Problem to solve: Output the data below exactly. Leave nothing out.

Collected data entries:
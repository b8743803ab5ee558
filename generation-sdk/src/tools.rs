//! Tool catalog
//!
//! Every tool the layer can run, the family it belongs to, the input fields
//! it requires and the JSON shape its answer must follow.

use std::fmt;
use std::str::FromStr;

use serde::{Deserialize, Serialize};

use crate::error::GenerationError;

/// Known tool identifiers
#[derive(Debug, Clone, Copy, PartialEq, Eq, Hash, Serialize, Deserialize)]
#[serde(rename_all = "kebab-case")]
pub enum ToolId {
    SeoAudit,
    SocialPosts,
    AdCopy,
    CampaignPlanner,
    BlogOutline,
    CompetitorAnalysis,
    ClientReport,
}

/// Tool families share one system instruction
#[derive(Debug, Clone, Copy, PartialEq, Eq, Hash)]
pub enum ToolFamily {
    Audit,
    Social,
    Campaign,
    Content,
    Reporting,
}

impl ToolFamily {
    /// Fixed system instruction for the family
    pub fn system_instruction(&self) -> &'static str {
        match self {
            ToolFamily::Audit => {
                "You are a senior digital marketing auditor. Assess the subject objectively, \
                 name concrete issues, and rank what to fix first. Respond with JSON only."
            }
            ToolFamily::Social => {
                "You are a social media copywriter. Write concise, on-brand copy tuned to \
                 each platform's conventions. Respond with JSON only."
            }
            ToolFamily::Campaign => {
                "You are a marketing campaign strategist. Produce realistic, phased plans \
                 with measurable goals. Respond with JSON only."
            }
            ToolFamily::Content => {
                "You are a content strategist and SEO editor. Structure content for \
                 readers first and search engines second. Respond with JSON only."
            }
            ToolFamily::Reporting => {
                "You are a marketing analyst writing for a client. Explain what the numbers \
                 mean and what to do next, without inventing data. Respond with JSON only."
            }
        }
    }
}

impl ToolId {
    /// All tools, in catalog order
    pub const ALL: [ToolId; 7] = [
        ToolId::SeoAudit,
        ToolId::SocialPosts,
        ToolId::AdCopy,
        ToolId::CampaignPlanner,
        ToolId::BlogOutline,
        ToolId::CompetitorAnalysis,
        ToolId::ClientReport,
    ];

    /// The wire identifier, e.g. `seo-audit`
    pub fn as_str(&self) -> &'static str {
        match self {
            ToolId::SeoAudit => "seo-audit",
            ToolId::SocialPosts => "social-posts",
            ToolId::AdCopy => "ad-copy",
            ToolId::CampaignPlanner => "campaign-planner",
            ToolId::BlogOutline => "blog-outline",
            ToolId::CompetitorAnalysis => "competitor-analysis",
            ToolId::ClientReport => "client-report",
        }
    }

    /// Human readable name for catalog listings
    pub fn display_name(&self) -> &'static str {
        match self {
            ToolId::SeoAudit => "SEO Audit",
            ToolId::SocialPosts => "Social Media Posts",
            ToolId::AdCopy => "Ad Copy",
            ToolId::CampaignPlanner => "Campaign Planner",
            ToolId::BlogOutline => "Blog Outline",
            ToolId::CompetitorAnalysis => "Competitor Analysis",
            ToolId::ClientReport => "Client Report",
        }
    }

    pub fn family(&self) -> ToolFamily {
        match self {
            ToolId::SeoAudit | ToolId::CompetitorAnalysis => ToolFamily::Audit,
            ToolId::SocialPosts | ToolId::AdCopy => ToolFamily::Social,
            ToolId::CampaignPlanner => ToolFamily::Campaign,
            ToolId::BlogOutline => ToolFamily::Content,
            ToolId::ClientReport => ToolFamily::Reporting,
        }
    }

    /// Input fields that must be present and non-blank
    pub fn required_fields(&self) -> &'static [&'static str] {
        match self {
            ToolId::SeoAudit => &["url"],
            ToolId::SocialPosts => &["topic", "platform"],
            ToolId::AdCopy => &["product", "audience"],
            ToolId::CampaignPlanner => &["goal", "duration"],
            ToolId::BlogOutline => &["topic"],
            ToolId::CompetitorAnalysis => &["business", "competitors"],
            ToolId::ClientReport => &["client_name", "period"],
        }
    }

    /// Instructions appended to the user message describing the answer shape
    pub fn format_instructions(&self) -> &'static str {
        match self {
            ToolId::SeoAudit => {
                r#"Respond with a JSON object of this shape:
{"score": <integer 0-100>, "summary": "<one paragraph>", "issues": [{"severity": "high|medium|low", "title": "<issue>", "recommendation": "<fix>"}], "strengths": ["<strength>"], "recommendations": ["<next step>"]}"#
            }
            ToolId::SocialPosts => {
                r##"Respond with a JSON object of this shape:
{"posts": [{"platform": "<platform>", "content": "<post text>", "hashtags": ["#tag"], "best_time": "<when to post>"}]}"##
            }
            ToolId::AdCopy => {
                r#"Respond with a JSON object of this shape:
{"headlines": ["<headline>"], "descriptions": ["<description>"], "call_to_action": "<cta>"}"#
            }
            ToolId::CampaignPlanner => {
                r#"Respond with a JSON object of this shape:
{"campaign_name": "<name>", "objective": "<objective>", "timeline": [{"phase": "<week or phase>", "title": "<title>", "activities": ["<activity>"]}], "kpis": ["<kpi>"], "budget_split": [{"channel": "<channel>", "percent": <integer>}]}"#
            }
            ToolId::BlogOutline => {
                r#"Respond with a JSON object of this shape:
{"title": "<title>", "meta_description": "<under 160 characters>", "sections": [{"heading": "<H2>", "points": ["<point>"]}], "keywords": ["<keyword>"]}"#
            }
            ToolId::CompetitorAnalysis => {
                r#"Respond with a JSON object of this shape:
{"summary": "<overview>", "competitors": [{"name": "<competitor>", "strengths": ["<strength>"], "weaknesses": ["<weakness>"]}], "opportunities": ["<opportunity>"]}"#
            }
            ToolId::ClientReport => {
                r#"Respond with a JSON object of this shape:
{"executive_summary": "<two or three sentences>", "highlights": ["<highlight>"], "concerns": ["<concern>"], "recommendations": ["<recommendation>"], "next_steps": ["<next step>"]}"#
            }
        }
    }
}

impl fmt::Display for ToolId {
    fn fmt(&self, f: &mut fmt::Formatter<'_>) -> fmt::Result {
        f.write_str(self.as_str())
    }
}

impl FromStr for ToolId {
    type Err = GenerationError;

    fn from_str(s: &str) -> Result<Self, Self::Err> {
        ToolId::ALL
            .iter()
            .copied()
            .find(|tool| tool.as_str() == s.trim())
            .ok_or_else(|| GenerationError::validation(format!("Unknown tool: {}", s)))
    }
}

Solution to this exercise:
repository b8743803ab5ee558
filename generation-sdk/src/tools.rs
//! Tool catalog
//!
//! Every tool the layer can run, the family it belongs to, the input fields
//! it requires and the JSON shape its answer must follow.

use std::fmt;
use std::str::FromStr;

use serde::{Deserialize, Serialize};

use crate::error::GenerationError;

/// Known tool identifiers
#[derive(Debug, Clone, Copy, PartialEq, Eq, Hash, Serialize, Deserialize)]
#[serde(rename_all = "kebab-case")]
pub enum ToolId {
    SeoAudit,
    SocialPosts,
    AdCopy,
    CampaignPlanner,
    BlogOutline,
    CompetitorAnalysis,
    ClientReport,
}

/// Tool families share one system instruction
#[derive(Debug, Clone, Copy, PartialEq, Eq, Hash)]
pub enum ToolFamily {
    Audit,
    Social,
    Campaign,
    Content,
    Reporting,
}

impl ToolFamily {
    /// Fixed system instruction for the family
    pub fn system_instruction(&self) -> &'static str {
        match self {
            ToolFamily::Audit => {
                "You are a senior digital marketing auditor. Assess the subject objectively, \
                 name concrete issues, and rank what to fix first. Respond with JSON only."
            }
            ToolFamily::Social => {
                "You are a social media copywriter. Write concise, on-brand copy tuned to \
                 each platform's conventions. Respond with JSON only."
            }
            ToolFamily::Campaign => {
                "You are a marketing campaign strategist. Produce realistic, phased plans \
                 with measurable goals. Respond with JSON only."
            }
            ToolFamily::Content => {
                "You are a content strategist and SEO editor. Structure content for \
                 readers first and search engines second. Respond with JSON only."
            }
            ToolFamily::Reporting => {
                "You are a marketing analyst writing for a client. Explain what the numbers \
                 mean and what to do next, without inventing data. Respond with JSON only."
            }
        }
    }
}

impl ToolId {
    /// All tools, in catalog order
    pub const ALL: [ToolId; 7] = [
        ToolId::SeoAudit,
        ToolId::SocialPosts,
        ToolId::AdCopy,
        ToolId::CampaignPlanner,
        ToolId::BlogOutline,
        ToolId::CompetitorAnalysis,
        ToolId::ClientReport,
    ];

    /// The wire identifier, e.g. `seo-audit`
    pub fn as_str(&self) -> &'static str {
        match self {
            ToolId::SeoAudit => "seo-audit",
            ToolId::SocialPosts => "social-posts",
            ToolId::AdCopy => "ad-copy",
            ToolId::CampaignPlanner => "campaign-planner",
            ToolId::BlogOutline => "blog-outline",
            ToolId::CompetitorAnalysis => "competitor-analysis",
            ToolId::ClientReport => "client-report",
        }
    }

    /// Human readable name for catalog listings
    pub fn display_name(&self) -> &'static str {
        match self {
            ToolId::SeoAudit => "SEO Audit",
            ToolId::SocialPosts => "Social Media Posts",
            ToolId::AdCopy => "Ad Copy",
            ToolId::CampaignPlanner => "Campaign Planner",
            ToolId::BlogOutline => "Blog Outline",
            ToolId::CompetitorAnalysis => "Competitor Analysis",
            ToolId::ClientReport => "Client Report",
        }
    }

    pub fn family(&self) -> ToolFamily {
        match self {
            ToolId::SeoAudit | ToolId::CompetitorAnalysis => ToolFamily::Audit,
            ToolId::SocialPosts | ToolId::AdCopy => ToolFamily::Social,
            ToolId::CampaignPlanner => ToolFamily::Campaign,
            ToolId::BlogOutline => ToolFamily::Content,
            ToolId::ClientReport => ToolFamily::Reporting,
        }
    }

    /// Input fields that must be present and non-blank
    pub fn required_fields(&self) -> &'static [&'static str] {
        match self {
            ToolId::SeoAudit => &["url"],
            ToolId::SocialPosts => &["topic", "platform"],
            ToolId::AdCopy => &["product", "audience"],
            ToolId::CampaignPlanner => &["goal", "duration"],
            ToolId::BlogOutline => &["topic"],
            ToolId::CompetitorAnalysis => &["business", "competitors"],
            ToolId::ClientReport => &["client_name", "period"],
        }
    }

    /// Instructions appended to the user message describing the answer shape
    pub fn format_instructions(&self) -> &'static str {
        match self {
            ToolId::SeoAudit => {
                r#"Respond with a JSON object of this shape:
{"score": <integer 0-100>, "summary": "<one paragraph>", "issues": [{"severity": "high|medium|low", "title": "<issue>", "recommendation": "<fix>"}], "strengths": ["<strength>"], "recommendations": ["<next step>"]}"#
            }
            ToolId::SocialPosts => {
                r##"Respond with a JSON object of this shape:
{"posts": [{"platform": "<platform>", "content": "<post text>", "hashtags": ["#tag"], "best_time": "<when to post>"}]}"##
            }
            ToolId::AdCopy => {
                r#"Respond with a JSON object of this shape:
{"headlines": ["<headline>"], "descriptions": ["<description>"], "call_to_action": "<cta>"}"#
            }
            ToolId::CampaignPlanner => {
                r#"Respond with a JSON object of this shape:
{"campaign_name": "<name>", "objective": "<objective>", "timeline": [{"phase": "<week or phase>", "title": "<title>", "activities": ["<activity>"]}], "kpis": ["<kpi>"], "budget_split": [{"channel": "<channel>", "percent": <integer>}]}"#
            }
            ToolId::BlogOutline => {
                r#"Respond with a JSON object of this shape:
{"title": "<title>", "meta_description": "<under 160 characters>", "sections": [{"heading": "<H2>", "points": ["<point>"]}], "keywords": ["<keyword>"]}"#
            }
            ToolId::CompetitorAnalysis => {
                r#"Respond with a JSON object of this shape:
{"summary": "<overview>", "competitors": [{"name": "<competitor>", "strengths": ["<strength>"], "weaknesses": ["<weakness>"]}], "opportunities": ["<opportunity>"]}"#
            }
            ToolId::ClientReport => {
                r#"Respond with a JSON object of this shape:
{"executive_summary": "<two or three sentences>", "highlights": ["<highlight>"], "concerns": ["<concern>"], "recommendations": ["<recommendation>"], "next_steps": ["<next step>"]}"#
            }
        }
    }
}

impl fmt::Display for ToolId {
    fn fmt(&self, f: &mut fmt::Formatter<'_>) -> fmt::Result {
        f.write_str(self.as_str())
    }
}

impl FromStr for ToolId {
    type Err = GenerationError;

    fn from_str(s: &str) -> Result<Self, Self::Err> {
        ToolId::ALL
            .iter()
            .copied()
            .find(|tool| tool.as_str() == s.trim())
            .ok_or_else(|| GenerationError::validation(format!("Unknown tool: {}", s)))
    }
}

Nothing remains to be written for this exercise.